The Massachusetts Senate yesterday approved a plan that would require wealthier hospitals to contribute toward the cost of health insurance for small businesses, and allow those businesses to form co-ops to buy more affordable insurance, The Associated Press reports.
The AP says that:
Senate President Therese Murray said the bill, which passed on a 33-4 vote, will ease instability in the insurance market, smooth out annual fluctuations in premiums and require insurers offer affordable small business plans.
Under the bill, health insurers would have to file rate increases with the Division of Insurance three months before they are set to take effect. The division would be required to review the rates to see if proposed increases are reasonable.
Another part of the bill creates new yardsticks to help the public compare health care providers based on their costs and quality measures. Small businesses would be encouraged to adopt "wellness programs" designed to help workers avoid getting sick.
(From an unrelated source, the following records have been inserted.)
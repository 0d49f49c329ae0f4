use thiserror::Error;

/// Failures surfaced by catalog operations
#[derive(Debug, Error)]
pub enum CatalogError {
    /// A required field is missing or malformed
    #[error("{0}")]
    Validation(String),

    #[error("{0}")]
    NotFound(String),

    /// The request clashes with existing data, e.g. a taken username
    #[error("{0}")]
    Conflict(String),

    /// The external movie source exhausted its retries or returned nothing
    #[error("No movies fetched from external API")]
    UpstreamUnavailable,

    /// Storage failure. The detail is logged, never returned to clients.
    #[error("Internal server error")]
    Internal(#[from] anyhow::Error),
}

pub type CatalogResult<T> = Result<T, CatalogError>;

impl CatalogError {
    pub fn collection_not_found() -> Self {
        CatalogError::NotFound("Collection not found.".to_string())
    }

    pub fn movie_not_found() -> Self {
        CatalogError::NotFound("Movie not found.".to_string())
    }

    pub fn unknown_external_id(external_id: &str) -> Self {
        CatalogError::NotFound(format!(
            "Movie with external_id {} does not exist.",
            external_id
        ))
    }
}
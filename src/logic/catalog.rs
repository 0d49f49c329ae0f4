use crate::logic::collection_workflow::validate_name_length;
use crate::logic::error::{CatalogError, CatalogResult};
use crate::model::{
    Collection, CollectionInput, CollectionSummary, Id, Movie, MovieInput, MovieRecord,
};
use crate::store::traits::{CollectionStore, MovieStore, UniqueViolation};

const DUPLICATE_EXTERNAL_ID: &str = "external_id: movie with this external id already exists.";

/// Plain record-level CRUD over movies and collections, without membership handling
pub struct CatalogOperations;

impl CatalogOperations {
    pub async fn get_movie<S: MovieStore + ?Sized>(store: &S, id: Id) -> CatalogResult<Movie> {
        store
            .get_movie(id)
            .await?
            .ok_or_else(CatalogError::movie_not_found)
    }

    pub async fn create_movie<S: MovieStore + ?Sized>(
        store: &S,
        input: MovieInput,
    ) -> CatalogResult<Movie> {
        let record = input.into_record().map_err(CatalogError::Validation)?;
        ensure_external_id_free(store, &record, None).await?;

        let movie = store
            .insert_movie(record)
            .await
            .map_err(duplicate_external_id)?;
        log::info!("Created movie {} (external_id {})", movie.id, movie.external_id);
        Ok(movie)
    }

    /// Replace a movie. With `partial` only the fields present in the input change.
    pub async fn update_movie<S: MovieStore + ?Sized>(
        store: &S,
        id: Id,
        input: MovieInput,
        partial: bool,
    ) -> CatalogResult<Movie> {
        let existing = Self::get_movie(store, id).await?;

        let updated = if partial {
            input.apply_to(&existing)
        } else {
            input.into_record().map(|record| Movie {
                id,
                external_id: record.external_id,
                title: record.title,
                description: record.description,
                genre: record.genre,
            })
        };
        let updated = updated.map_err(CatalogError::Validation)?;
        ensure_external_id_free(store, &updated.to_record(), Some(id)).await?;

        if !store
            .update_movie(updated.clone())
            .await
            .map_err(duplicate_external_id)?
        {
            return Err(CatalogError::movie_not_found());
        }
        Ok(updated)
    }

    pub async fn delete_movie<S: MovieStore + ?Sized>(store: &S, id: Id) -> CatalogResult<()> {
        if !store.delete_movie(id).await? {
            return Err(CatalogError::movie_not_found());
        }
        log::info!("Deleted movie {}", id);
        Ok(())
    }

    pub async fn list_collections<S: CollectionStore + ?Sized>(
        store: &S,
    ) -> CatalogResult<Vec<CollectionSummary>> {
        Ok(store
            .list_collections()
            .await?
            .into_iter()
            .map(CollectionSummary::from)
            .collect())
    }

    /// Create an empty, unowned collection from its name alone
    pub async fn create_collection<S: CollectionStore + ?Sized>(
        store: &S,
        input: CollectionInput,
    ) -> CatalogResult<Collection> {
        let name = required_name(input)?;
        Ok(store.create_collection(&name, None).await?)
    }

    /// Rename a collection. Membership is left untouched.
    pub async fn rename_collection<S: CollectionStore + ?Sized>(
        store: &S,
        id: Id,
        input: CollectionInput,
        partial: bool,
    ) -> CatalogResult<Collection> {
        let mut collection = store
            .get_collection(id)
            .await?
            .ok_or_else(CatalogError::collection_not_found)?;

        if partial && input.name.is_none() {
            return Ok(collection);
        }
        let name = required_name(input)?;
        if !store.rename_collection(id, &name).await? {
            return Err(CatalogError::collection_not_found());
        }
        collection.name = name;
        Ok(collection)
    }
}

fn required_name(input: CollectionInput) -> CatalogResult<String> {
    match input.name {
        Some(name) if !name.trim().is_empty() => {
            validate_name_length(&name)?;
            Ok(name)
        }
        Some(_) => Err(CatalogError::Validation(
            "name: This field may not be blank.".to_string(),
        )),
        None => Err(CatalogError::Validation(
            "name: This field is required.".to_string(),
        )),
    }
}

/// Reject a write that would give two movies the same external id
async fn ensure_external_id_free<S: MovieStore + ?Sized>(
    store: &S,
    record: &MovieRecord,
    current: Option<Id>,
) -> CatalogResult<()> {
    match store.find_by_external_id(record.external_id).await? {
        Some(other) if Some(other.id) != current => {
            Err(CatalogError::Validation(DUPLICATE_EXTERNAL_ID.to_string()))
        }
        _ => Ok(()),
    }
}

/// A concurrent writer can take the external id between the check and the write
fn duplicate_external_id(err: anyhow::Error) -> CatalogError {
    if err.is::<UniqueViolation>() {
        CatalogError::Validation(DUPLICATE_EXTERNAL_ID.to_string())
    } else {
        CatalogError::Internal(err)
    }
}
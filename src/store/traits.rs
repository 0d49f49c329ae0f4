use crate::model::{Collection, ExternalId, Id, Movie, MovieRecord, NewUser, User};
use anyhow::Result;

/// A write collided with a unique constraint. Stores return it inside
/// `anyhow::Error`; callers check for it with `Error::is`.
#[derive(Debug, thiserror::Error)]
#[error("duplicate value for unique field `{field}`")]
pub struct UniqueViolation {
    pub field: &'static str,
}

/// Catalog of locally stored movies
#[async_trait::async_trait]
pub trait MovieStore: Send + Sync {
    async fn get_movie(&self, id: Id) -> Result<Option<Movie>>;
    /// Look up a movie by its third-party catalog id
    async fn find_by_external_id(&self, external_id: ExternalId) -> Result<Option<Movie>>;
    /// All movies, ordered by store id
    async fn list_movies(&self) -> Result<Vec<Movie>>;
    async fn insert_movie(&self, record: MovieRecord) -> Result<Movie>;
    /// Replace every field of an existing movie. Returns false if it does not exist.
    async fn update_movie(&self, movie: Movie) -> Result<bool>;
    /// Delete a movie together with its collection memberships
    async fn delete_movie(&self, id: Id) -> Result<bool>;
}

/// Collections and their membership links to movies
#[async_trait::async_trait]
pub trait CollectionStore: Send + Sync {
    async fn get_collection(&self, id: Id) -> Result<Option<Collection>>;
    /// All collections, ordered by store id
    async fn list_collections(&self) -> Result<Vec<Collection>>;
    async fn create_collection(&self, name: &str, owner: Option<Id>) -> Result<Collection>;
    async fn rename_collection(&self, id: Id, name: &str) -> Result<bool>;
    /// Delete a collection; its membership links go with it
    async fn delete_collection(&self, id: Id) -> Result<bool>;
    /// Add a movie to a collection. Adding an existing member is a no-op.
    async fn add_movie_to_collection(&self, collection_id: Id, movie_id: Id) -> Result<()>;
    async fn clear_collection_movies(&self, collection_id: Id) -> Result<()>;
    /// Member movies, ordered by store id
    async fn list_collection_movies(&self, collection_id: Id) -> Result<Vec<Movie>>;
}

/// Registered user identities
#[async_trait::async_trait]
pub trait UserStore: Send + Sync {
    async fn find_user_by_username(&self, username: &str) -> Result<Option<User>>;
    async fn create_user(&self, user: NewUser) -> Result<User>;
}

pub trait Store: MovieStore + CollectionStore + UserStore + Send + Sync {}
use crate::api::extractors::{IdPath, JsonBody};
use crate::api::handlers::{error_response, ApiError, AppState};
use crate::logic::{CatalogOperations, CollectionWorkflow};
use crate::model::{
    CollectionCreatedResponse, CollectionDetail, CollectionInput, CollectionSummary,
    CreateCollectionRequest, Id, MessageResponse, UpdateCollectionRequest,
};
use crate::store::traits::Store;
use axum::{extract::State, http::StatusCode, response::Json};

/// POST /collections/create/
/// Create a collection and fill it with the listed movies
pub async fn create_collection<S: Store>(
    State(state): State<AppState<S>>,
    JsonBody(req): JsonBody<CreateCollectionRequest>,
) -> Result<(StatusCode, Json<CollectionCreatedResponse>), ApiError> {
    let collection_id = CollectionWorkflow::create(state.store.as_ref(), req)
        .await
        .map_err(error_response)?;

    Ok((
        StatusCode::CREATED,
        Json(CollectionCreatedResponse {
            message: "Collection created successfully".to_string(),
            collection_id,
        }),
    ))
}

/// GET /collections/{id}/
pub async fn get_collection<S: Store>(
    State(state): State<AppState<S>>,
    IdPath(id): IdPath<Id>,
) -> Result<Json<CollectionDetail>, ApiError> {
    let detail = CollectionWorkflow::get(state.store.as_ref(), id)
        .await
        .map_err(error_response)?;
    Ok(Json(detail))
}

/// PUT /collections/update/{id}/
/// Replace the membership (and optionally the name) of a collection
pub async fn update_collection<S: Store>(
    State(state): State<AppState<S>>,
    IdPath(id): IdPath<Id>,
    JsonBody(req): JsonBody<UpdateCollectionRequest>,
) -> Result<Json<MessageResponse>, ApiError> {
    CollectionWorkflow::update(state.store.as_ref(), id, req)
        .await
        .map_err(error_response)?;
    Ok(Json(MessageResponse::new("Collection updated successfully")))
}

/// DELETE /collections/delete/{id}/ and DELETE /collections/{id}/
pub async fn delete_collection<S: Store>(
    State(state): State<AppState<S>>,
    IdPath(id): IdPath<Id>,
) -> Result<(StatusCode, Json<MessageResponse>), ApiError> {
    CollectionWorkflow::delete(state.store.as_ref(), id)
        .await
        .map_err(error_response)?;
    Ok((
        StatusCode::NO_CONTENT,
        Json(MessageResponse::new("Collection deleted successfully")),
    ))
}

/// GET /collections/
pub async fn list_collections<S: Store>(
    State(state): State<AppState<S>>,
) -> Result<Json<Vec<CollectionSummary>>, ApiError> {
    let collections = CatalogOperations::list_collections(state.store.as_ref())
        .await
        .map_err(error_response)?;
    Ok(Json(collections))
}

/// POST /collections/
/// Create an empty collection from a name
pub async fn create_empty_collection<S: Store>(
    State(state): State<AppState<S>>,
    JsonBody(input): JsonBody<CollectionInput>,
) -> Result<(StatusCode, Json<CollectionSummary>), ApiError> {
    let collection = CatalogOperations::create_collection(state.store.as_ref(), input)
        .await
        .map_err(error_response)?;
    Ok((StatusCode::CREATED, Json(collection.into())))
}

/// PUT /collections/{id}/
pub async fn replace_collection<S: Store>(
    State(state): State<AppState<S>>,
    IdPath(id): IdPath<Id>,
    JsonBody(input): JsonBody<CollectionInput>,
) -> Result<Json<CollectionSummary>, ApiError> {
    let collection = CatalogOperations::rename_collection(state.store.as_ref(), id, input, false)
        .await
        .map_err(error_response)?;
    Ok(Json(collection.into()))
}

/// PATCH /collections/{id}/
pub async fn patch_collection<S: Store>(
    State(state): State<AppState<S>>,
    IdPath(id): IdPath<Id>,
    JsonBody(input): JsonBody<CollectionInput>,
) -> Result<Json<CollectionSummary>, ApiError> {
    let collection = CatalogOperations::rename_collection(state.store.as_ref(), id, input, true)
        .await
        .map_err(error_response)?;
    Ok(Json(collection.into()))
}
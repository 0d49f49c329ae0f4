use anyhow::{Context, Result};
use sqlx::{postgres::PgPoolOptions, postgres::PgRow, PgPool, Row};

use crate::model::{Collection, ExternalId, Id, Movie, MovieRecord, NewUser, User};
use crate::store::traits::{CollectionStore, MovieStore, Store, UniqueViolation, UserStore};

#[derive(Debug, Clone)]
pub struct PostgresStore {
    pool: PgPool,
}

impl PostgresStore {
    /// Create a new PostgreSQL store with the given database URL
    pub async fn new(database_url: &str, max_connections: u32) -> Result<Self> {
        let pool = PgPoolOptions::new()
            .max_connections(max_connections)
            .connect(database_url)
            .await
            .context("Failed to create PostgreSQL connection pool")?;

        Ok(Self { pool })
    }

    /// Run database migrations
    pub async fn migrate(&self) -> Result<()> {
        sqlx::migrate!("./migrations")
            .run(&self.pool)
            .await
            .context("Failed to run database migrations")?;
        Ok(())
    }
}

/// PostgreSQL `unique_violation`
const UNIQUE_VIOLATION_CODE: &str = "23505";

/// Surface a unique constraint hit as `UniqueViolation`, anything else with context
fn unique_or_context(err: sqlx::Error, field: &'static str, context: &'static str) -> anyhow::Error {
    let is_unique = err
        .as_database_error()
        .and_then(|db_err| db_err.code())
        .map_or(false, |code| code == UNIQUE_VIOLATION_CODE);

    if is_unique {
        UniqueViolation { field }.into()
    } else {
        anyhow::Error::new(err).context(context)
    }
}

fn movie_from_row(row: &PgRow) -> Movie {
    Movie {
        id: row.get("id"),
        external_id: row.get("external_id"),
        title: row.get("title"),
        description: row.get("description"),
        genre: row.get("genre"),
    }
}

fn collection_from_row(row: &PgRow) -> Collection {
    Collection {
        id: row.get("id"),
        name: row.get("name"),
        owner: row.get("owner_id"),
    }
}

#[async_trait::async_trait]
impl MovieStore for PostgresStore {
    async fn get_movie(&self, id: Id) -> Result<Option<Movie>> {
        let row = sqlx::query("SELECT id, external_id, title, description, genre FROM movies WHERE id = $1")
            .bind(id)
            .fetch_optional(&self.pool)
            .await
            .context("Failed to fetch movie")?;

        Ok(row.as_ref().map(movie_from_row))
    }

    async fn find_by_external_id(&self, external_id: ExternalId) -> Result<Option<Movie>> {
        let row = sqlx::query(
            "SELECT id, external_id, title, description, genre FROM movies WHERE external_id = $1",
        )
        .bind(external_id)
        .fetch_optional(&self.pool)
        .await
        .context("Failed to fetch movie by external id")?;

        Ok(row.as_ref().map(movie_from_row))
    }

    async fn list_movies(&self) -> Result<Vec<Movie>> {
        let rows = sqlx::query("SELECT id, external_id, title, description, genre FROM movies ORDER BY id")
            .fetch_all(&self.pool)
            .await
            .context("Failed to list movies")?;

        Ok(rows.iter().map(movie_from_row).collect())
    }

    async fn insert_movie(&self, record: MovieRecord) -> Result<Movie> {
        let row = sqlx::query(
            r#"
            INSERT INTO movies (external_id, title, description, genre)
            VALUES ($1, $2, $3, $4)
            RETURNING id, external_id, title, description, genre
            "#,
        )
        .bind(record.external_id)
        .bind(&record.title)
        .bind(&record.description)
        .bind(&record.genre)
        .fetch_one(&self.pool)
        .await
        .map_err(|e| unique_or_context(e, "external_id", "Failed to insert movie"))?;

        Ok(movie_from_row(&row))
    }

    async fn update_movie(&self, movie: Movie) -> Result<bool> {
        let result = sqlx::query(
            r#"
            UPDATE movies
            SET external_id = $2, title = $3, description = $4, genre = $5
            WHERE id = $1
            "#,
        )
        .bind(movie.id)
        .bind(movie.external_id)
        .bind(&movie.title)
        .bind(&movie.description)
        .bind(&movie.genre)
        .execute(&self.pool)
        .await
        .map_err(|e| unique_or_context(e, "external_id", "Failed to update movie"))?;

        Ok(result.rows_affected() > 0)
    }

    async fn delete_movie(&self, id: Id) -> Result<bool> {
        let result = sqlx::query("DELETE FROM movies WHERE id = $1")
            .bind(id)
            .execute(&self.pool)
            .await
            .context("Failed to delete movie")?;

        Ok(result.rows_affected() > 0)
    }
}

#[async_trait::async_trait]
impl CollectionStore for PostgresStore {
    async fn get_collection(&self, id: Id) -> Result<Option<Collection>> {
        let row = sqlx::query("SELECT id, name, owner_id FROM collections WHERE id = $1")
            .bind(id)
            .fetch_optional(&self.pool)
            .await
            .context("Failed to fetch collection")?;

        Ok(row.as_ref().map(collection_from_row))
    }

    async fn list_collections(&self) -> Result<Vec<Collection>> {
        let rows = sqlx::query("SELECT id, name, owner_id FROM collections ORDER BY id")
            .fetch_all(&self.pool)
            .await
            .context("Failed to list collections")?;

        Ok(rows.iter().map(collection_from_row).collect())
    }

    async fn create_collection(&self, name: &str, owner: Option<Id>) -> Result<Collection> {
        let row = sqlx::query(
            "INSERT INTO collections (name, owner_id) VALUES ($1, $2) RETURNING id, name, owner_id",
        )
        .bind(name)
        .bind(owner)
        .fetch_one(&self.pool)
        .await
        .context("Failed to create collection")?;

        Ok(collection_from_row(&row))
    }

    async fn rename_collection(&self, id: Id, name: &str) -> Result<bool> {
        let result = sqlx::query("UPDATE collections SET name = $2 WHERE id = $1")
            .bind(id)
            .bind(name)
            .execute(&self.pool)
            .await
            .context("Failed to rename collection")?;

        Ok(result.rows_affected() > 0)
    }

    async fn delete_collection(&self, id: Id) -> Result<bool> {
        // collection_movies rows are removed by ON DELETE CASCADE
        let result = sqlx::query("DELETE FROM collections WHERE id = $1")
            .bind(id)
            .execute(&self.pool)
            .await
            .context("Failed to delete collection")?;

        Ok(result.rows_affected() > 0)
    }

    async fn add_movie_to_collection(&self, collection_id: Id, movie_id: Id) -> Result<()> {
        sqlx::query(
            r#"
            INSERT INTO collection_movies (collection_id, movie_id)
            VALUES ($1, $2)
            ON CONFLICT (collection_id, movie_id) DO NOTHING
            "#,
        )
        .bind(collection_id)
        .bind(movie_id)
        .execute(&self.pool)
        .await
        .context("Failed to add movie to collection")?;

        Ok(())
    }

    async fn clear_collection_movies(&self, collection_id: Id) -> Result<()> {
        sqlx::query("DELETE FROM collection_movies WHERE collection_id = $1")
            .bind(collection_id)
            .execute(&self.pool)
            .await
            .context("Failed to clear collection movies")?;

        Ok(())
    }

    async fn list_collection_movies(&self, collection_id: Id) -> Result<Vec<Movie>> {
        let rows = sqlx::query(
            r#"
            SELECT m.id, m.external_id, m.title, m.description, m.genre
            FROM movies m
            JOIN collection_movies cm ON cm.movie_id = m.id
            WHERE cm.collection_id = $1
            ORDER BY m.id
            "#,
        )
        .bind(collection_id)
        .fetch_all(&self.pool)
        .await
        .context("Failed to list collection movies")?;

        Ok(rows.iter().map(movie_from_row).collect())
    }
}

#[async_trait::async_trait]
impl UserStore for PostgresStore {
    async fn find_user_by_username(&self, username: &str) -> Result<Option<User>> {
        let row = sqlx::query("SELECT id, username, password_hash, date_joined FROM users WHERE username = $1")
            .bind(username)
            .fetch_optional(&self.pool)
            .await
            .context("Failed to fetch user")?;

        Ok(row.map(|row| User {
            id: row.get("id"),
            username: row.get("username"),
            password_hash: row.get("password_hash"),
            date_joined: row.get("date_joined"),
        }))
    }

    async fn create_user(&self, user: NewUser) -> Result<User> {
        let row = sqlx::query(
            r#"
            INSERT INTO users (username, password_hash, date_joined)
            VALUES ($1, $2, $3)
            RETURNING id
            "#,
        )
        .bind(&user.username)
        .bind(&user.password_hash)
        .bind(&user.date_joined)
        .fetch_one(&self.pool)
        .await
        .map_err(|e| unique_or_context(e, "username", "Failed to create user"))?;

        Ok(User {
            id: row.get("id"),
            username: user.username,
            password_hash: user.password_hash,
            date_joined: user.date_joined,
        })
    }
}

impl Store for PostgresStore {}
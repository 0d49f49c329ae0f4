use crate::api::extractors::JsonBody;
use crate::api::handlers::{error_response, ApiError, AppState};
use crate::logic::register_user;
use crate::model::{MessageResponse, RegisterRequest};
use crate::store::traits::Store;
use axum::{extract::State, http::StatusCode, response::Json};

/// POST /register/
pub async fn register<S: Store>(
    State(state): State<AppState<S>>,
    JsonBody(req): JsonBody<RegisterRequest>,
) -> Result<(StatusCode, Json<MessageResponse>), ApiError> {
    register_user(state.store.as_ref(), req)
        .await
        .map_err(error_response)?;

    Ok((
        StatusCode::CREATED,
        Json(MessageResponse::new("User registered successfully")),
    ))
}
pub mod chrome;
pub mod filter;
pub mod incident;
pub mod types;

pub use chrome::{ChromeState, FilterElementDescriptor, ScrollDirection, ScrollSample};
pub use filter::{
    ChangeOp, FilterChangeRequest, FilterKind, FilterSelection, FilterValue, RangeBound, ViewMode,
};
pub use incident::{CallbackPhase, Incident, Severity};
pub use types::OffsetRange;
Contributions from hospitals would be determined by a specific formula, says Sarah Shemkus of the Cape Cod Times:
"Partners Healthcare, which runs seven hospitals in the state, including Massachusetts General, Brigham and Women's and those on Martha's Vineyard and Nantucket, would likely contribute more than $40 million," according to a proposed formula. "The legislation, in its first year, would also require insurers to spend at least 88 percent of their revenue on providing medical services; the ratio would go up to 90 percent in the law's second year. Another element of the bill would require insurers to adjust premiums for a customer's age every year, rather than every five years, the current standard practice. This change is intended to make costs increase slowly and steadily each year, rather than lurching up at each interval."
This program aired on May 19, 2010. The audio for this program is not available.